EXERCISE BRIEF:
Find the word "StudentsT" below. Copy each line that has it.
──────────────────────────────
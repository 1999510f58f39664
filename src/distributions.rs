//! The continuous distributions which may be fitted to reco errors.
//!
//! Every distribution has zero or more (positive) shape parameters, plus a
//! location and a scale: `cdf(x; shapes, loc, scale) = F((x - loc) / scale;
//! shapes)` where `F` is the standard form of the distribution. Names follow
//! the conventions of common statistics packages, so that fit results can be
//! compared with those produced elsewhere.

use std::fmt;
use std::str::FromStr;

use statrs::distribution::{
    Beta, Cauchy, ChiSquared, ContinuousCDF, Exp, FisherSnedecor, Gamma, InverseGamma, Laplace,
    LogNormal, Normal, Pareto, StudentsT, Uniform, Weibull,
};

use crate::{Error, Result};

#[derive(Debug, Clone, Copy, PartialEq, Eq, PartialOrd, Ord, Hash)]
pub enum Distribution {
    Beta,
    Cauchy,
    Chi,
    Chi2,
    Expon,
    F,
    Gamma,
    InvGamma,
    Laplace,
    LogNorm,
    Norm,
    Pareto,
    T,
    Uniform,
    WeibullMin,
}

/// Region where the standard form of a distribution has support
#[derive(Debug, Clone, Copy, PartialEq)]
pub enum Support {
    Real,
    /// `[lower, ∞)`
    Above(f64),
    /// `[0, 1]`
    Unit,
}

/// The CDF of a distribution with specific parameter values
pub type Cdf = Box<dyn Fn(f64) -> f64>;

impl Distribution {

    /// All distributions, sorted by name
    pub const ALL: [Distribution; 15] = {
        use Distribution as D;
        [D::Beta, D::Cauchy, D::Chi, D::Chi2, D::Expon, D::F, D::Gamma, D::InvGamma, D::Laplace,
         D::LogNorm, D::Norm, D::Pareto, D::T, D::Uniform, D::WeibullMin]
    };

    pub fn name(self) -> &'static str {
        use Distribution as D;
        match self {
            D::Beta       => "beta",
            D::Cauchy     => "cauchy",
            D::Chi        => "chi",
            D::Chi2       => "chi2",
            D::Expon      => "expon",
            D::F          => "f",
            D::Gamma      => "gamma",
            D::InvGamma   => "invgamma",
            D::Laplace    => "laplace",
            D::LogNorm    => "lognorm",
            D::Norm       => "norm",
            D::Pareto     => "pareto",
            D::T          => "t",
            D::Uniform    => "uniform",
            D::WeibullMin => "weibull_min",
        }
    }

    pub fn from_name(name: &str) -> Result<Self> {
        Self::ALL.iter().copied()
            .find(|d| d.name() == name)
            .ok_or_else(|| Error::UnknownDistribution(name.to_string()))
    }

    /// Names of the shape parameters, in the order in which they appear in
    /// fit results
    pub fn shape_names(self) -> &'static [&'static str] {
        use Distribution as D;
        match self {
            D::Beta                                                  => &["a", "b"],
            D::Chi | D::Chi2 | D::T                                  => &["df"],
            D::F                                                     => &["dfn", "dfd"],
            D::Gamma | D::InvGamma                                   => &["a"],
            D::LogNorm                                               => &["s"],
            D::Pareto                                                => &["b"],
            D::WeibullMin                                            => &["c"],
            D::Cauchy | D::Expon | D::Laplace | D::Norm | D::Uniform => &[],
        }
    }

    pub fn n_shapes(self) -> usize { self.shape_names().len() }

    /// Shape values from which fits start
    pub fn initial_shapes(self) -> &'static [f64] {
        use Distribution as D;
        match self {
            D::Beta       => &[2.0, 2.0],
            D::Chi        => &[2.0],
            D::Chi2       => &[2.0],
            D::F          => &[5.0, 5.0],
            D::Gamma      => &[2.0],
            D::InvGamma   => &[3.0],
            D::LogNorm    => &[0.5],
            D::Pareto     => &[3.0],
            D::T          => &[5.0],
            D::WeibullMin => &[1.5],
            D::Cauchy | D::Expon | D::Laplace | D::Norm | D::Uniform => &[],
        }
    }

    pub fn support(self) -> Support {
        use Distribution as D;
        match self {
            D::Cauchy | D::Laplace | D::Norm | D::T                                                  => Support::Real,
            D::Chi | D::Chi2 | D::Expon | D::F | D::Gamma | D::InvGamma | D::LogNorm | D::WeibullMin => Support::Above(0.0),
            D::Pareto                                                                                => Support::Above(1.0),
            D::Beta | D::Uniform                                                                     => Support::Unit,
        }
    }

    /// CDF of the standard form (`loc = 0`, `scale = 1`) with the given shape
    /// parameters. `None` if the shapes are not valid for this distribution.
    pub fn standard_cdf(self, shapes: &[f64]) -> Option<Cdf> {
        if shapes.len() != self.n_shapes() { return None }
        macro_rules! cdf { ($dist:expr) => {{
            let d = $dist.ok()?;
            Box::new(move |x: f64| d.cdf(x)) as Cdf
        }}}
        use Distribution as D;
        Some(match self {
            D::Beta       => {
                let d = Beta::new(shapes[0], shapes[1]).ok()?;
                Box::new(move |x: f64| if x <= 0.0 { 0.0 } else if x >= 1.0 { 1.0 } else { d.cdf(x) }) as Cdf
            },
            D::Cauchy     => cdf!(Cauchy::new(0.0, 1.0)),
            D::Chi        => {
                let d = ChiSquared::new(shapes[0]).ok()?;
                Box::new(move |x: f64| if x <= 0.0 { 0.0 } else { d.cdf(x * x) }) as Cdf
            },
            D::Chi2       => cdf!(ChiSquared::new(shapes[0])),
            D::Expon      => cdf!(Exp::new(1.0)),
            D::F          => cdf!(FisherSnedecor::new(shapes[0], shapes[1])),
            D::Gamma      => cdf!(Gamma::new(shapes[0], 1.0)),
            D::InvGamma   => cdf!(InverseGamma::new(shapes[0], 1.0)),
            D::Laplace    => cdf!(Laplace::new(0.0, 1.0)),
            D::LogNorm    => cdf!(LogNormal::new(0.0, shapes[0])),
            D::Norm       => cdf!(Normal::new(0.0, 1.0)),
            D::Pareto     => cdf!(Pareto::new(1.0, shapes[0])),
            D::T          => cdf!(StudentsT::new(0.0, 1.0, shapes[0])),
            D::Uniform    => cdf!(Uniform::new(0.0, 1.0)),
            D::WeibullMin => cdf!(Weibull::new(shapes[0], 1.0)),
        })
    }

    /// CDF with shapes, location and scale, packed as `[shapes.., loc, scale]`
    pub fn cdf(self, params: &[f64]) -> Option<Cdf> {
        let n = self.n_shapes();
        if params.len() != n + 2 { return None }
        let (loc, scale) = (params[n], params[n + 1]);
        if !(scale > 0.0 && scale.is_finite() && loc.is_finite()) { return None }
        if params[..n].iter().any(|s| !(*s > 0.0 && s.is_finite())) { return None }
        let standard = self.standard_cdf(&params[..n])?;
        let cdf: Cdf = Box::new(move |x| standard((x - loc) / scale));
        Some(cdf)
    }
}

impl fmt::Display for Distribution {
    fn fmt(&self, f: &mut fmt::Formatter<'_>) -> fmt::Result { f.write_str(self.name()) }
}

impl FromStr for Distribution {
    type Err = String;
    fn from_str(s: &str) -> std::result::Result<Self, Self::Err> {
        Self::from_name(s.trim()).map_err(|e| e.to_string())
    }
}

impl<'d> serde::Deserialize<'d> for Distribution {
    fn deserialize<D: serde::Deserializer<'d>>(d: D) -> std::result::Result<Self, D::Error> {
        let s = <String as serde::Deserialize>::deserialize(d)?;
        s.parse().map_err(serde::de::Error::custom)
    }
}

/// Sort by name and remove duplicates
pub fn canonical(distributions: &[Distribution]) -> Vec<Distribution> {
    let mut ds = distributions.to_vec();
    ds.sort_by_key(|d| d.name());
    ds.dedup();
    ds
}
──────────────────────────────
TASK ANSWER:
    LogNormal, Normal, Pareto, StudentsT, Uniform, Weibull,
            D::T          => cdf!(StudentsT::new(0.0, 1.0, shapes[0])),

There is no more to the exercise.